Dalam sebuah pernyataan, Ikhwanul Muslimin menyebut keputusan tersebut “mengejutkan” dan merupakan indikasi bahwa “peradilan yang korup digunakan oleh para komandan kudeta… untuk membentuk rezim yang brutal.”
Pada hari Selasa, sekelompok 683 terdakwa akan diadili di Minya atas serangan terhadap kantor polisi lain.
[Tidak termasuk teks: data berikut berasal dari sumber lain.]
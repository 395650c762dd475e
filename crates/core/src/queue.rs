//! Bounded FIFO between the ingress endpoint and the dispatch worker.
//!
//! The producer half is cheap to clone and shared by every request handler.
//! The consumer half is not `Clone`, so exactly one worker can drain it.
//! `try_enqueue` never waits: a full queue is reported back to the caller
//! together with the rejected event.

use std::sync::atomic::{AtomicUsize, Ordering};
use std::sync::Arc;

use serde::Serialize;
use thiserror::Error;
use tokio::sync::mpsc::{self, error::TrySendError};

use crate::event::InboundEvent;

#[derive(Debug, Error)]
pub enum EnqueueError {
    #[error("work queue is at capacity")]
    Full(InboundEvent),
    #[error("work queue is closed")]
    Closed(InboundEvent),
}

impl EnqueueError {
    pub fn into_event(self) -> InboundEvent {
        match self {
            Self::Full(event) | Self::Closed(event) => event,
        }
    }
}

#[derive(Clone, Copy, Debug, PartialEq, Eq, Serialize)]
pub struct QueueStats {
    pub capacity: usize,
    pub queued: usize,
    pub in_flight: usize,
    pub accepting: bool,
}

struct Shared {
    capacity: usize,
    in_flight: AtomicUsize,
}

pub fn work_queue(capacity: usize) -> (WorkQueueSender, WorkQueueReceiver) {
    let capacity = capacity.max(1);
    let (tx, rx) = mpsc::channel(capacity);
    let shared = Arc::new(Shared { capacity, in_flight: AtomicUsize::new(0) });
    (WorkQueueSender { tx, shared: shared.clone() }, WorkQueueReceiver { rx, shared })
}

#[derive(Clone)]
pub struct WorkQueueSender {
    tx: mpsc::Sender<InboundEvent>,
    shared: Arc<Shared>,
}

impl WorkQueueSender {
    pub fn try_enqueue(&self, event: InboundEvent) -> Result<(), EnqueueError> {
        self.tx.try_send(event).map_err(|error| match error {
            TrySendError::Full(event) => EnqueueError::Full(event),
            TrySendError::Closed(event) => EnqueueError::Closed(event),
        })
    }

    pub fn is_closed(&self) -> bool {
        self.tx.is_closed()
    }

    pub fn stats(&self) -> QueueStats {
        QueueStats {
            capacity: self.shared.capacity,
            queued: self.shared.capacity.saturating_sub(self.tx.capacity()),
            in_flight: self.shared.in_flight.load(Ordering::Acquire),
            accepting: !self.tx.is_closed(),
        }
    }
}

pub struct WorkQueueReceiver {
    rx: mpsc::Receiver<InboundEvent>,
    shared: Arc<Shared>,
}

impl WorkQueueReceiver {
    /// Waits for the next event. Returns `None` once the queue is closed and empty.
    pub async fn dequeue(&mut self) -> Option<QueueLease> {
        let event = self.rx.recv().await?;
        self.shared.in_flight.fetch_add(1, Ordering::AcqRel);
        Some(QueueLease { event, shared: self.shared.clone() })
    }

    /// Rejects further enqueues; already queued events stay available to `dequeue`.
    pub fn close(&mut self) {
        self.rx.close();
    }

    pub fn queued(&self) -> usize {
        self.rx.len()
    }

    pub fn in_flight(&self) -> usize {
        self.shared.in_flight.load(Ordering::Acquire)
    }
}

/// A dequeued event whose slot stays counted as in flight until `done` or drop.
pub struct QueueLease {
    event: InboundEvent,
    shared: Arc<Shared>,
}

impl QueueLease {
    pub fn event(&self) -> &InboundEvent {
        &self.event
    }

    pub fn done(self) {}
}

impl Drop for QueueLease {
    fn drop(&mut self) {
        self.shared.in_flight.fetch_sub(1, Ordering::AcqRel);
    }
}

#[cfg(test)]
mod tests {
    use std::time::Duration;

    use super::{work_queue, EnqueueError};
    use crate::event::{InboundEvent, ThreadTarget};

    fn event(id: &str) -> InboundEvent {
        InboundEvent {
            id: id.to_owned(),
            thread: ThreadTarget::new("C1", format!("1730000000.{id}")),
            channel_id: "C1".to_owned(),
            user_id: "U1".to_owned(),
            raw_text: format!("<@U0BOT> question {id}"),
            mentioned_user_id: Some("U0BOT".to_owned()),
        }
    }

    #[tokio::test]
    async fn third_enqueue_on_capacity_two_is_rejected_and_order_is_kept() {
        let (sender, mut receiver) = work_queue(2);

        sender.try_enqueue(event("a")).expect("a accepted");
        sender.try_enqueue(event("b")).expect("b accepted");
        let rejected = sender.try_enqueue(event("c"));

        match rejected {
            Err(EnqueueError::Full(event)) => assert_eq!(event.id, "c"),
            other => panic!("expected full rejection, got {other:?}"),
        }

        let first = receiver.dequeue().await.expect("first item");
        assert_eq!(first.event().id, "a");
        first.done();
        let second = receiver.dequeue().await.expect("second item");
        assert_eq!(second.event().id, "b");
    }

    #[tokio::test]
    async fn full_queue_rejects_without_blocking() {
        let (sender, _receiver) = work_queue(1);
        sender.try_enqueue(event("a")).expect("a accepted");

        let attempt = tokio::time::timeout(Duration::from_millis(50), async {
            sender.try_enqueue(event("b"))
        })
        .await
        .expect("try_enqueue must return immediately");

        assert!(matches!(attempt, Err(EnqueueError::Full(_))));
    }

    #[tokio::test]
    async fn concurrent_producers_never_exceed_capacity() {
        let (sender, receiver) = work_queue(4);
        let mut handles = Vec::new();
        for index in 0..16 {
            let sender = sender.clone();
            handles.push(tokio::spawn(async move {
                sender.try_enqueue(event(&index.to_string())).is_ok()
            }));
        }

        let mut accepted = 0;
        for handle in handles {
            if handle.await.expect("producer task") {
                accepted += 1;
            }
        }

        assert_eq!(accepted, 4);
        assert_eq!(receiver.queued(), 4);
        assert_eq!(sender.stats().queued, 4);
    }

    #[tokio::test]
    async fn slot_is_freed_on_dequeue_and_tracked_until_done() {
        let (sender, mut receiver) = work_queue(1);
        sender.try_enqueue(event("a")).expect("a accepted");

        let lease = receiver.dequeue().await.expect("lease");
        let stats = sender.stats();
        assert_eq!(stats.queued, 0);
        assert_eq!(stats.in_flight, 1);

        sender.try_enqueue(event("b")).expect("slot is free again once dequeued");

        lease.done();
        assert_eq!(receiver.in_flight(), 0);
    }

    #[tokio::test]
    async fn dropped_lease_still_completes_slot() {
        let (sender, mut receiver) = work_queue(2);
        sender.try_enqueue(event("a")).expect("a accepted");

        {
            let _lease = receiver.dequeue().await.expect("lease");
            assert_eq!(receiver.in_flight(), 1);
        }

        assert_eq!(receiver.in_flight(), 0);
    }

    #[tokio::test]
    async fn close_rejects_new_work_but_drains_queued_events() {
        let (sender, mut receiver) = work_queue(4);
        sender.try_enqueue(event("a")).expect("a accepted");
        sender.try_enqueue(event("b")).expect("b accepted");

        receiver.close();
        assert!(matches!(sender.try_enqueue(event("c")), Err(EnqueueError::Closed(_))));
        assert!(!sender.stats().accepting);

        let drained_a = receiver.dequeue().await.expect("a drained");
        assert_eq!(drained_a.event().id, "a");
        let drained_b = receiver.dequeue().await.expect("b drained");
        assert_eq!(drained_b.event().id, "b");
        drop((drained_a, drained_b));
        assert!(receiver.dequeue().await.is_none());
    }
}
use thiserror::Error;

/// Prefix that makes pipeline failures stand out from normal answers in a thread.
pub const ERROR_MARKER: &str = ":exclamation::exclamation::exclamation:";

#[derive(Clone, Debug, Error, PartialEq, Eq)]
pub enum PipelineError {
    #[error("Too many requests")]
    Overload,
    #[error("{0}")]
    AgentFailure(String),
    #[error("could not read the mention: {0}")]
    NormalizationFailure(String),
    #[error("reply delivery failed: {0}")]
    DeliveryFailure(String),
    #[error("The bot is shutting down, please try again shortly")]
    ShuttingDown,
}

impl PipelineError {
    pub fn kind(&self) -> &'static str {
        match self {
            Self::Overload => "overload",
            Self::AgentFailure(_) => "agent_failure",
            Self::NormalizationFailure(_) => "normalization_failure",
            Self::DeliveryFailure(_) => "delivery_failure",
            Self::ShuttingDown => "shutting_down",
        }
    }

    /// Whether this failure is reported back into the originating thread.
    pub fn is_user_visible(&self) -> bool {
        !matches!(self, Self::DeliveryFailure(_))
    }

    pub fn user_message(&self) -> String {
        format_error_reply(self)
    }
}

pub fn format_error_reply(detail: impl std::fmt::Display) -> String {
    format!("{ERROR_MARKER} Error: {detail}")
}

pub fn is_error_reply(text: &str) -> bool {
    text.starts_with(ERROR_MARKER)
}

#[cfg(test)]
mod tests {
    use super::{format_error_reply, is_error_reply, PipelineError, ERROR_MARKER};

    #[test]
    fn overload_reply_carries_marker_and_reason() {
        let message = PipelineError::Overload.user_message();
        assert_eq!(message, ":exclamation::exclamation::exclamation: Error: Too many requests");
        assert!(is_error_reply(&message));
    }

    #[test]
    fn agent_failure_keeps_underlying_detail() {
        let message = PipelineError::AgentFailure("model quota exhausted".to_owned()).user_message();
        assert!(message.starts_with(ERROR_MARKER));
        assert!(message.ends_with("Error: model quota exhausted"));
    }

    #[test]
    fn delivery_failures_are_not_user_visible() {
        assert!(!PipelineError::DeliveryFailure("channel_not_found".to_owned()).is_user_visible());
        assert!(PipelineError::Overload.is_user_visible());
        assert_eq!(PipelineError::ShuttingDown.kind(), "shutting_down");
    }

    #[test]
    fn normal_answers_are_not_mistaken_for_errors() {
        assert!(!is_error_reply("4"));
        assert!(is_error_reply(&format_error_reply("boom")));
    }
}
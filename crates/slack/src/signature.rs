//! Slack request signing (`v0` scheme).

use hmac::{Hmac, Mac};
use sha2::Sha256;
use thiserror::Error;

type HmacSha256 = Hmac<Sha256>;

pub const SIGNATURE_HEADER: &str = "x-slack-signature";
pub const TIMESTAMP_HEADER: &str = "x-slack-request-timestamp";
pub const MAX_CLOCK_SKEW_SECS: i64 = 60 * 5;

#[derive(Clone, Debug, Error, PartialEq, Eq)]
pub enum SignatureError {
    #[error("missing `{0}` header")]
    MissingHeader(&'static str),
    #[error("request timestamp is not a unix timestamp")]
    InvalidTimestamp,
    #[error("request timestamp is outside the replay window")]
    StaleTimestamp,
    #[error("signature header is malformed")]
    MalformedSignature,
    #[error("signature does not match request body")]
    Mismatch,
    #[error("signing secret cannot be used as an hmac key")]
    InvalidSecret,
}

pub fn verify(
    signing_secret: &str,
    timestamp: Option<&str>,
    signature: Option<&str>,
    body: &[u8],
    now_unix: i64,
) -> Result<(), SignatureError> {
    let timestamp = timestamp.ok_or(SignatureError::MissingHeader(TIMESTAMP_HEADER))?;
    let signature = signature.ok_or(SignatureError::MissingHeader(SIGNATURE_HEADER))?;

    let sent_at = timestamp.trim().parse::<i64>().map_err(|_| SignatureError::InvalidTimestamp)?;
    if now_unix.abs_diff(sent_at) > MAX_CLOCK_SKEW_SECS.unsigned_abs() {
        return Err(SignatureError::StaleTimestamp);
    }

    let expected = signature
        .trim()
        .strip_prefix("v0=")
        .and_then(|hex_digest| hex::decode(hex_digest).ok())
        .ok_or(SignatureError::MalformedSignature)?;

    let mac = signer(signing_secret, timestamp.trim(), body)?;
    mac.verify_slice(&expected).map_err(|_| SignatureError::Mismatch)
}

/// Produces the `X-Slack-Signature` value for a body. Used for local replay tooling and tests.
pub fn sign(signing_secret: &str, timestamp: &str, body: &[u8]) -> Result<String, SignatureError> {
    let mac = signer(signing_secret, timestamp, body)?;
    Ok(format!("v0={}", hex::encode(mac.finalize().into_bytes())))
}

fn signer(
    signing_secret: &str,
    timestamp: &str,
    body: &[u8],
) -> Result<HmacSha256, SignatureError> {
    let mut mac = HmacSha256::new_from_slice(signing_secret.as_bytes())
        .map_err(|_| SignatureError::InvalidSecret)?;
    mac.update(b"v0:");
    mac.update(timestamp.as_bytes());
    mac.update(b":");
    mac.update(body);
    Ok(mac)
}
use std::sync::Arc;
use std::time::Duration;

use askbot_agent::{build_assistant, AgentError, AgentService};
use askbot_core::config::{AppConfig, ConfigError, LoadOptions};
use askbot_core::{work_queue, WorkQueueSender};
use askbot_slack::{ChatClient, ChatError, ReplyDispatcher, SlackWebClient};
use thiserror::Error;
use tracing::info;

use crate::ingress::IngressState;
use crate::worker::DispatchWorker;

pub struct Application {
    pub config: AppConfig,
    pub ingress: IngressState,
    pub queue: WorkQueueSender,
    pub worker: DispatchWorker,
}

#[derive(Debug, Error)]
pub enum BootstrapError {
    #[error(transparent)]
    Config(#[from] ConfigError),
    #[error("slack client setup failed: {0}")]
    Slack(#[source] ChatError),
    #[error("agent setup failed: {0}")]
    Agent(#[source] AgentError),
}

pub fn bootstrap(options: LoadOptions) -> Result<Application, BootstrapError> {
    info!(
        event_name = "system.bootstrap.start",
        correlation_id = "bootstrap",
        thread_id = "unknown",
        "starting application bootstrap"
    );
    let config = AppConfig::load(options)?;
    bootstrap_with_config(config)
}

pub fn bootstrap_with_config(config: AppConfig) -> Result<Application, BootstrapError> {
    let chat = SlackWebClient::new(&config.slack).map_err(BootstrapError::Slack)?;
    let agent = build_assistant(&config.agent).map_err(BootstrapError::Agent)?;
    info!(
        event_name = "system.bootstrap.clients_ready",
        correlation_id = "bootstrap",
        thread_id = "unknown",
        agent_provider = ?config.agent.provider,
        agent_model = %config.agent.model,
        context_lookup = agent.has_context(),
        "slack and agent clients constructed"
    );

    Ok(assemble(config, Arc::new(chat), Arc::new(agent)))
}

/// Wires the pipeline around already-built collaborators.
pub fn assemble(
    config: AppConfig,
    chat: Arc<dyn ChatClient>,
    agent: Arc<dyn AgentService>,
) -> Application {
    let (queue, receiver) = work_queue(config.queue.capacity);
    let dispatcher = ReplyDispatcher::new(chat, config.slack.reply_channel.clone());
    let ingress =
        IngressState::new(queue.clone(), dispatcher.clone(), config.slack.signing_secret.clone());
    let worker = DispatchWorker::new(
        receiver,
        agent,
        dispatcher,
        Duration::from_secs(config.agent.timeout_secs),
    );

    info!(
        event_name = "system.bootstrap.pipeline_ready",
        correlation_id = "bootstrap",
        thread_id = "unknown",
        queue_capacity = config.queue.capacity,
        reply_channel = config.slack.reply_channel.as_deref().unwrap_or("origin"),
        "ingestion pipeline assembled"
    );

    Application { config, ingress, queue, worker }
}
Di antara para terdakwa adalah pemimpin tertinggi Ikhwanul Muslimin, Mohammed Badei, dan tokoh senior lainnya.
“Kami sangat prihatin bahwa lusinan persidangan massal yang terjadi… juga penuh dengan pelanggaran proses hukum dan juga akan menghasilkan hukuman yang keterlaluan,” kata Sarah Leah Whitson dari Human Rights Watch.
Namun karena pihak berwenang menggambarkan penangkapan pendukung Ikhwanul Muslimin sebagai bagian dari perang melawan terorisme, beberapa anggota masyarakat sangat mendukung tindakan keras tersebut. Pada hari Senin, seorang penyiar di radio pemerintah memuji keputusan terbaru tersebut karena membawa “keadilan yang cepat.”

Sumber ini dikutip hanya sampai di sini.